Of course, dedicating time for daily reading and writing is essential. However, this program requires at least 40 minutes each for the reading and writing lessons. You will also likely want to find time to incorporate guided reading groups, and while it’s been suggested that these groups can be run during the “practice” component of each reading lesson, that simply isn’t always practical. For one thing, it keeps you from one-on-one interactions available during their practice time. Plus, that practice time doesn’t happen the same way every day since some individual lessons are stretched over multiple days, which makes it very difficult to predictably schedule guided reading within the reading/writing workshop time.
♦Language Standards not fully integrated
Throughout the 4 books for 5th grade, some of the Language standards are only covered once–and a couple, not at all (Standards 4 and 5). While a wonderful characteristic of the Core Ready books is that each lesson masterfully integrates a variety ELA standards, this can also make it difficult to keep track of which areas need to be supplemented if they aren’t included. For how time-consuming this program is, I found myself wishing that the entire ELA standards were covered so we didn’t feel we needed an additional grammar program to provide complete Language instruction and spiraling practice.

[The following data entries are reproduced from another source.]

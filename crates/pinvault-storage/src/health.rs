//! Storage health check

use crate::error::StorageResult;
use crate::store::ContentStore;

/// Verify the store is reachable and its credentials are accepted
pub async fn check_health(store: &dyn ContentStore) -> StorageResult<()> {
    store.ping().await.map_err(|e| {
        tracing::warn!(backend = store.backend_name(), "storage health check failed: {e}");
        e
    })
}

/// Returns true if storage is reachable, false otherwise (non-panicking)
pub async fn is_healthy(store: &dyn ContentStore) -> bool {
    check_health(store).await.is_ok()
}
use pinvault_storage::{
    check_health, is_healthy, ContentStore, GatewayClient, Gateways, PinataStore, StorageError,
};
use secrecy::SecretString;
use wiremock::matchers::{body_string_contains, header, method, path};
use wiremock::{Mock, MockServer, ResponseTemplate};

fn store_for(server: &MockServer) -> PinataStore {
    let gateways = Gateways {
        public: format!("{}/ipfs/", server.uri()),
        pinata: format!("{}/ipfs/", server.uri()),
        custom: None,
    };
    PinataStore::new(
        reqwest::Client::new(),
        &server.uri(),
        SecretString::from("test-jwt".to_string()),
        gateways,
        false,
    )
}

// ── Pinning ─────────────────────────────────────────────────────

#[tokio::test]
async fn put_returns_ipfs_hash() {
    let server = MockServer::start().await;
    Mock::given(method("POST"))
        .and(path("/pinning/pinFileToIPFS"))
        .and(header("authorization", "Bearer test-jwt"))
        .and(body_string_contains("pinataMetadata"))
        .and(body_string_contains("\"cidVersion\":1"))
        .and(body_string_contains("report.pdf"))
        .respond_with(ResponseTemplate::new(200).set_body_json(serde_json::json!({
            "IpfsHash": "bafybeigdyrzt5sfp7udm7hu76uh7y26nf3efuylqabf3oclgtqy55fbzdi",
            "PinSize": 11,
            "Timestamp": "2026-01-01T00:00:00Z"
        })))
        .expect(1)
        .mount(&server)
        .await;

    let store = store_for(&server);
    let cid = store.put("report.pdf", b"hello world").await.unwrap();
    assert_eq!(
        cid,
        "bafybeigdyrzt5sfp7udm7hu76uh7y26nf3efuylqabf3oclgtqy55fbzdi"
    );
}

#[tokio::test]
async fn put_surfaces_string_error() {
    let server = MockServer::start().await;
    Mock::given(method("POST"))
        .and(path("/pinning/pinFileToIPFS"))
        .respond_with(
            ResponseTemplate::new(401)
                .set_body_json(serde_json::json!({ "error": "Invalid authentication" })),
        )
        .mount(&server)
        .await;

    let err = store_for(&server).put("a.txt", b"x").await.unwrap_err();
    match err {
        StorageError::Api { status, message } => {
            assert_eq!(status, 401);
            assert_eq!(message, "Invalid authentication");
        }
        other => panic!("expected Api error, got {other:?}"),
    }
}

#[tokio::test]
async fn put_surfaces_structured_error() {
    let server = MockServer::start().await;
    Mock::given(method("POST"))
        .and(path("/pinning/pinFileToIPFS"))
        .respond_with(ResponseTemplate::new(403).set_body_json(serde_json::json!({
            "error": { "reason": "NO_SCOPES", "details": "key lacks pinFileToIPFS" }
        })))
        .mount(&server)
        .await;

    let err = store_for(&server).put("a.txt", b"x").await.unwrap_err();
    assert!(err.to_string().contains("NO_SCOPES: key lacks pinFileToIPFS"));
}

#[tokio::test]
async fn put_non_json_error_uses_status_text() {
    let server = MockServer::start().await;
    Mock::given(method("POST"))
        .respond_with(ResponseTemplate::new(502).set_body_string("<html>bad gateway</html>"))
        .mount(&server)
        .await;

    let err = store_for(&server).put("a.txt", b"x").await.unwrap_err();
    assert!(matches!(
        err,
        StorageError::Api { status: 502, ref message } if message == "Bad Gateway"
    ));
}

// ── Unpin ───────────────────────────────────────────────────────

#[tokio::test]
async fn remove_calls_unpin() {
    let server = MockServer::start().await;
    Mock::given(method("DELETE"))
        .and(path("/pinning/unpin/bafyabc"))
        .and(header("authorization", "Bearer test-jwt"))
        .respond_with(ResponseTemplate::new(200).set_body_string("OK"))
        .expect(1)
        .mount(&server)
        .await;

    store_for(&server).remove("bafyabc").await.unwrap();
}

#[tokio::test]
async fn remove_failure_is_error() {
    let server = MockServer::start().await;
    Mock::given(method("DELETE"))
        .respond_with(
            ResponseTemplate::new(400)
                .set_body_json(serde_json::json!({ "error": "CID not pinned" })),
        )
        .mount(&server)
        .await;

    let err = store_for(&server).remove("bafyabc").await.unwrap_err();
    assert!(err.to_string().contains("CID not pinned"));
}

// ── Reads ───────────────────────────────────────────────────────

#[tokio::test]
async fn get_reads_through_gateway() {
    let server = MockServer::start().await;
    Mock::given(method("GET"))
        .and(path("/ipfs/bafyabc"))
        .respond_with(ResponseTemplate::new(200).set_body_bytes(b"content".to_vec()))
        .mount(&server)
        .await;

    assert_eq!(store_for(&server).get("bafyabc").await.unwrap(), b"content");
}

#[tokio::test]
async fn get_missing_is_not_found() {
    let server = MockServer::start().await;
    Mock::given(method("GET"))
        .respond_with(ResponseTemplate::new(404))
        .mount(&server)
        .await;

    assert!(matches!(
        store_for(&server).get("bafymissing").await,
        Err(StorageError::NotFound(_))
    ));
}

#[tokio::test]
async fn gateway_client_joins_without_trailing_slash() {
    let server = MockServer::start().await;
    Mock::given(method("GET"))
        .and(path("/ipfs/QmX"))
        .respond_with(ResponseTemplate::new(200).set_body_bytes(vec![1, 2, 3]))
        .mount(&server)
        .await;

    let client = GatewayClient::new(reqwest::Client::new(), false);
    let gateway = format!("{}/ipfs", server.uri());
    assert_eq!(client.fetch(&gateway, "QmX").await.unwrap(), vec![1, 2, 3]);
}

#[tokio::test]
async fn gateway_client_server_error() {
    let server = MockServer::start().await;
    Mock::given(method("GET"))
        .respond_with(ResponseTemplate::new(500))
        .mount(&server)
        .await;

    let client = GatewayClient::new(reqwest::Client::new(), false);
    let err = client
        .fetch(&format!("{}/ipfs/", server.uri()), "QmX")
        .await
        .unwrap_err();
    assert!(matches!(err, StorageError::Gateway { status: 500, .. }));
}

#[tokio::test]
async fn gateway_client_enforce_tls_refuses_http() {
    let client = GatewayClient::new(reqwest::Client::new(), true);
    let err = client
        .fetch("http://127.0.0.1:9/ipfs/", "QmX")
        .await
        .unwrap_err();
    assert!(matches!(err, StorageError::InsecureEndpoint(_)));
}

// ── Health ──────────────────────────────────────────────────────

#[tokio::test]
async fn health_check_uses_test_authentication() {
    let server = MockServer::start().await;
    Mock::given(method("GET"))
        .and(path("/data/testAuthentication"))
        .respond_with(ResponseTemplate::new(200).set_body_json(serde_json::json!({
            "message": "Congratulations! You are communicating with the Pinata API!"
        })))
        .mount(&server)
        .await;

    let store = store_for(&server);
    check_health(&store).await.unwrap();
    assert!(is_healthy(&store).await);
}

#[tokio::test]
async fn health_check_rejected_credentials() {
    let server = MockServer::start().await;
    Mock::given(method("GET"))
        .and(path("/data/testAuthentication"))
        .respond_with(ResponseTemplate::new(401))
        .mount(&server)
        .await;

    assert!(!is_healthy(&store_for(&server)).await);
}
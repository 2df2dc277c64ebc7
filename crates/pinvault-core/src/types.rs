use serde::{Deserialize, Serialize};

/// Generic binary type used when nothing better is known
pub const OCTET_STREAM: &str = "application/octet-stream";

/// Original file metadata carried next to an envelope (never inside it).
#[derive(Debug, Clone, PartialEq, Eq, Serialize, Deserialize)]
pub struct FileMetadata {
    pub name: String,
    pub mime_type: String,
    pub size: u64,
}

impl FileMetadata {
    /// Build metadata for a local file, guessing the MIME type from its name.
    pub fn for_file(name: impl Into<String>, size: u64) -> Self {
        let name = name.into();
        let mime_type = mime_from_filename(&name).to_string();
        Self {
            name,
            mime_type,
            size,
        }
    }
}

/// Infer a MIME type from a filename extension.
///
/// Best-effort table covering common image, video, audio, document and
/// archive extensions. Unknown extensions map to `application/octet-stream`.
pub fn mime_from_filename(name: &str) -> &'static str {
    let ext = match name.rsplit_once('.') {
        Some((_, ext)) => ext.to_ascii_lowercase(),
        None => name.to_ascii_lowercase(),
    };

    match ext.as_str() {
        // Images
        "jpg" | "jpeg" => "image/jpeg",
        "png" => "image/png",
        "gif" => "image/gif",
        "webp" => "image/webp",
        "svg" => "image/svg+xml",
        "bmp" => "image/bmp",
        "ico" => "image/x-icon",
        // Documents
        "pdf" => "application/pdf",
        "doc" => "application/msword",
        "docx" => "application/vnd.openxmlformats-officedocument.wordprocessingml.document",
        "xls" => "application/vnd.ms-excel",
        "xlsx" => "application/vnd.openxmlformats-officedocument.spreadsheetml.sheet",
        "ppt" => "application/vnd.ms-powerpoint",
        "pptx" => "application/vnd.openxmlformats-officedocument.presentationml.presentation",
        // Text
        "txt" => "text/plain",
        "html" => "text/html",
        "css" => "text/css",
        "js" => "text/javascript",
        "json" => "application/json",
        "xml" => "text/xml",
        "md" => "text/markdown",
        // Video
        "mp4" => "video/mp4",
        "webm" => "video/webm",
        "avi" => "video/x-msvideo",
        "mov" => "video/quicktime",
        // Audio (ogg is ambiguous; existing links resolve it as audio)
        "mp3" => "audio/mpeg",
        "wav" => "audio/wav",
        "ogg" => "audio/ogg",
        "m4a" => "audio/mp4",
        // Archives
        "zip" => "application/zip",
        "rar" => "application/x-rar-compressed",
        "7z" => "application/x-7z-compressed",
        "tar" => "application/x-tar",
        "gz" => "application/gzip",
        _ => OCTET_STREAM,
    }
}

/// How a file of a given MIME type can be previewed
#[derive(Debug, Clone, Copy, PartialEq, Eq, Serialize, Deserialize)]
#[serde(rename_all = "lowercase")]
pub enum PreviewKind {
    Image,
    Pdf,
    Video,
    Audio,
    Text,
    /// Download only
    Other,
}

impl PreviewKind {
    pub fn from_mime(mime: &str) -> Self {
        if mime.starts_with("image/") {
            Self::Image
        } else if mime == "application/pdf" {
            Self::Pdf
        } else if mime.starts_with("video/") {
            Self::Video
        } else if mime.starts_with("audio/") {
            Self::Audio
        } else if mime.starts_with("text/") || mime == "application/json" {
            Self::Text
        } else {
            Self::Other
        }
    }

    pub fn is_previewable(self) -> bool {
        self != Self::Other
    }
}

impl std::fmt::Display for PreviewKind {
    fn fmt(&self, f: &mut std::fmt::Formatter<'_>) -> std::fmt::Result {
        let s = match self {
            Self::Image => "image",
            Self::Pdf => "pdf",
            Self::Video => "video",
            Self::Audio => "audio",
            Self::Text => "text",
            Self::Other => "other",
        };
        f.write_str(s)
    }
}

/// Human-readable size: `0 Bytes`, `512 Bytes`, `1.5 KB`, `2.25 MB`, ...
pub fn format_size(bytes: u64) -> String {
    const UNITS: [&str; 5] = ["Bytes", "KB", "MB", "GB", "TB"];
    if bytes == 0 {
        return "0 Bytes".into();
    }

    let mut value = bytes as f64;
    let mut unit = 0;
    while value >= 1024.0 && unit < UNITS.len() - 1 {
        value /= 1024.0;
        unit += 1;
    }

    let rounded = (value * 100.0).round() / 100.0;
    format!("{} {}", rounded, UNITS[unit])
}
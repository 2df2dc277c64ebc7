use thiserror::Error;

pub type LibraryResult<T> = Result<T, LibraryError>;

#[derive(Debug, Error)]
pub enum LibraryError {
    #[error("no upload with CID {0}")]
    NotFound(String),

    #[error("folder already exists: {0}")]
    FolderExists(String),

    #[error("folder not found: {0}")]
    FolderNotFound(String),

    #[error("invalid folder name: {0:?}")]
    InvalidFolderName(String),

    #[error("the root folder cannot be deleted")]
    RootFolder,

    #[error("{0} is encrypted; a password is required")]
    PasswordRequired(String),

    #[error("integrity check failed for {cid}: content does not match recorded SHA-256")]
    IntegrityMismatch { cid: String },

    #[error("reading library {path}: {source}")]
    Read {
        path: String,
        #[source]
        source: std::io::Error,
    },

    #[error("parsing library {path}: {source}")]
    Parse {
        path: String,
        #[source]
        source: serde_json::Error,
    },

    #[error("writing library {path}: {source}")]
    Write {
        path: String,
        #[source]
        source: std::io::Error,
    },

    #[error("serializing library: {0}")]
    Serialize(#[from] serde_json::Error),

    #[error(transparent)]
    Storage(#[from] pinvault_storage::StorageError),

    #[error(transparent)]
    Crypto(#[from] pinvault_crypto::CryptoError),

    #[error("background task failed: {0}")]
    Task(String),
}
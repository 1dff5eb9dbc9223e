//! Общие контракты frontend/backend: DTO запросов и ответов, а также
//! клиентское ядро пакетного импорта, которое не зависит от браузера.

pub mod usecases;
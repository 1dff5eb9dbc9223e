use axum::http::StatusCode;
use axum::response::{IntoResponse, Response};
use axum::Json;
use contracts::usecases::common::UseCaseError;
use thiserror::Error;

/// Ошибки HTTP-слоя; тело ответа: `UseCaseError` в JSON
#[derive(Debug, Error)]
pub enum ApiError {
    #[error("No file uploaded.")]
    NoFileUploaded,

    #[error("Only one file is allowed.")]
    TooManyFiles,

    #[error("Invalid file type. Only CSV files are allowed.")]
    InvalidFileType(String),

    #[error("Invalid multipart request: {0}")]
    Multipart(String),

    #[error("Annotation quota of your subscription is exhausted.")]
    QuotaExceeded,

    #[error("The job is not exist.")]
    JobNotFound(String),

    #[error("Internal error: {0}")]
    Internal(#[from] anyhow::Error),
}

impl ApiError {
    pub fn status_code(&self) -> StatusCode {
        match self {
            ApiError::NoFileUploaded
            | ApiError::TooManyFiles
            | ApiError::InvalidFileType(_)
            | ApiError::Multipart(_) => StatusCode::BAD_REQUEST,
            ApiError::QuotaExceeded => StatusCode::FORBIDDEN,
            ApiError::JobNotFound(_) => StatusCode::NOT_FOUND,
            ApiError::Internal(_) => StatusCode::INTERNAL_SERVER_ERROR,
        }
    }

    pub fn to_body(&self) -> UseCaseError {
        match self {
            ApiError::NoFileUploaded | ApiError::TooManyFiles | ApiError::Multipart(_) => {
                UseCaseError::validation(self.to_string())
            }
            ApiError::InvalidFileType(file_name) => {
                UseCaseError::validation(self.to_string()).with_details(file_name.clone())
            }
            ApiError::QuotaExceeded => UseCaseError::quota_exceeded(self.to_string()),
            ApiError::JobNotFound(job_id) => {
                UseCaseError::not_found(self.to_string()).with_details(job_id.clone())
            }
            // Детали внутренних ошибок остаются в логах
            ApiError::Internal(_) => UseCaseError::internal("Internal server error"),
        }
    }
}

impl IntoResponse for ApiError {
    fn into_response(self) -> Response {
        let status = self.status_code();
        if status.is_server_error() {
            tracing::error!("{}", self);
        } else {
            tracing::warn!("{}", self);
        }
        (status, Json(self.to_body())).into_response()
    }
}

#[cfg(test)]
mod tests {
    use super::*;

    #[test]
    fn test_status_codes() {
        assert_eq!(ApiError::NoFileUploaded.status_code(), StatusCode::BAD_REQUEST);
        assert_eq!(ApiError::QuotaExceeded.status_code(), StatusCode::FORBIDDEN);
        assert_eq!(ApiError::JobNotFound("j".into()).status_code(), StatusCode::NOT_FOUND);
        assert_eq!(
            ApiError::Internal(anyhow::anyhow!("boom")).status_code(),
            StatusCode::INTERNAL_SERVER_ERROR
        );
    }

    #[test]
    fn test_internal_details_hidden() {
        let body = ApiError::Internal(anyhow::anyhow!("secret path /var/db")).to_body();
        assert!(!body.message.contains("/var/db"));
        assert_eq!(body.details, None);
    }

    #[test]
    fn test_quota_body_code() {
        assert!(ApiError::QuotaExceeded.to_body().is_quota_exceeded());
    }
}
pub mod usecases;
/// Метаданные UseCase для идентификации и документирования
pub trait UseCaseMetadata {
    /// Индекс UseCase (например, "u501")
    fn usecase_index() -> &'static str;

    /// Техническое имя (например, "batch_import_annotations")
    fn usecase_name() -> &'static str;

    /// Отображаемое имя для UI
    fn display_name() -> &'static str;

    fn description() -> &'static str {
        ""
    }

    /// Полное имя вида "u501_batch_import_annotations"; используется как
    /// id страницы и префикс в логах
    fn full_name() -> String {
        format!("{}_{}", Self::usecase_index(), Self::usecase_name())
    }
}
use axum::{
    extract::{Multipart, Path, State},
    Json,
};
use contracts::usecases::u501_batch_import_annotations::{
    request::{is_csv_file_name, FILE_FIELD},
    AnnotationQuota, BatchImportResponse, BatchImportStatusResponse,
};
use std::sync::Arc;

use crate::api::ApiError;
use crate::usecases::u501_batch_import_annotations::BatchImportExecutor;

// ============================================================================
// UseCase u501: Batch import annotations
// ============================================================================

/// Загруженный файл из multipart-запроса
struct UploadedFile {
    file_name: String,
    data: Vec<u8>,
}

/// Прочитать ровно один файл из поля `file`
async fn read_single_file(multipart: &mut Multipart) -> Result<UploadedFile, ApiError> {
    let mut uploaded: Option<UploadedFile> = None;
    let mut files = 0usize;

    while let Some(field) = multipart
        .next_field()
        .await
        .map_err(|e| ApiError::Multipart(e.to_string()))?
    {
        let is_file_field = field.name() == Some(FILE_FIELD);
        if field.file_name().is_none() && !is_file_field {
            continue;
        }
        files += 1;

        let file_name = field.file_name().unwrap_or_default().to_string();
        let data = field
            .bytes()
            .await
            .map_err(|e| ApiError::Multipart(e.to_string()))?;

        if is_file_field && uploaded.is_none() {
            uploaded = Some(UploadedFile {
                file_name,
                data: data.to_vec(),
            });
        }
    }

    let uploaded = uploaded.ok_or(ApiError::NoFileUploaded)?;
    if files > 1 {
        return Err(ApiError::TooManyFiles);
    }
    if !is_csv_file_name(&uploaded.file_name) {
        return Err(ApiError::InvalidFileType(uploaded.file_name));
    }
    Ok(uploaded)
}

/// POST /api/apps/:app_id/annotations/batch-import
pub async fn u501_batch_import(
    State(executor): State<Arc<BatchImportExecutor>>,
    Path(app_id): Path<String>,
    mut multipart: Multipart,
) -> Result<Json<BatchImportResponse>, ApiError> {
    if executor.quota(&app_id).is_exhausted() {
        return Err(ApiError::QuotaExceeded);
    }

    let file = read_single_file(&mut multipart).await?;
    Ok(Json(executor.start_import(&app_id, &file.file_name, file.data)))
}

/// GET /api/apps/:app_id/annotations/batch-import-status/:job_id
pub async fn u501_batch_import_status(
    State(executor): State<Arc<BatchImportExecutor>>,
    Path((app_id, job_id)): Path<(String, String)>,
) -> Result<Json<BatchImportStatusResponse>, ApiError> {
    executor
        .get_status(&app_id, &job_id)
        .map(Json)
        .ok_or(ApiError::JobNotFound(job_id))
}

/// GET /api/apps/:app_id/annotations/quota
pub async fn u501_quota(
    State(executor): State<Arc<BatchImportExecutor>>,
    Path(app_id): Path<String>,
) -> Json<AnnotationQuota> {
    Json(executor.quota(&app_id))
}
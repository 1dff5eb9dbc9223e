pub mod api_utils;
pub mod export;
pub mod modal_frame;
pub mod notice;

♦Teacher talk can be lengthy
Each phase of each lesson includes detailed sample teacher talk, which is positive in that it gives teachers clear ideas on the lesson’s intended direction. However, it can get quite long–the “Teach” component in particular. For this reason, the lengthy teacher talk only becomes a “con” when teachers don’t realize it’s essential to adapt it to their own timetable and student needs.
The strengths of this series clearly outweigh the few drawbacks. I would highly recommend these books to any teacher, especially if they are looking for a way to naturally build reading and writing skills in an interdependent, authentic manner!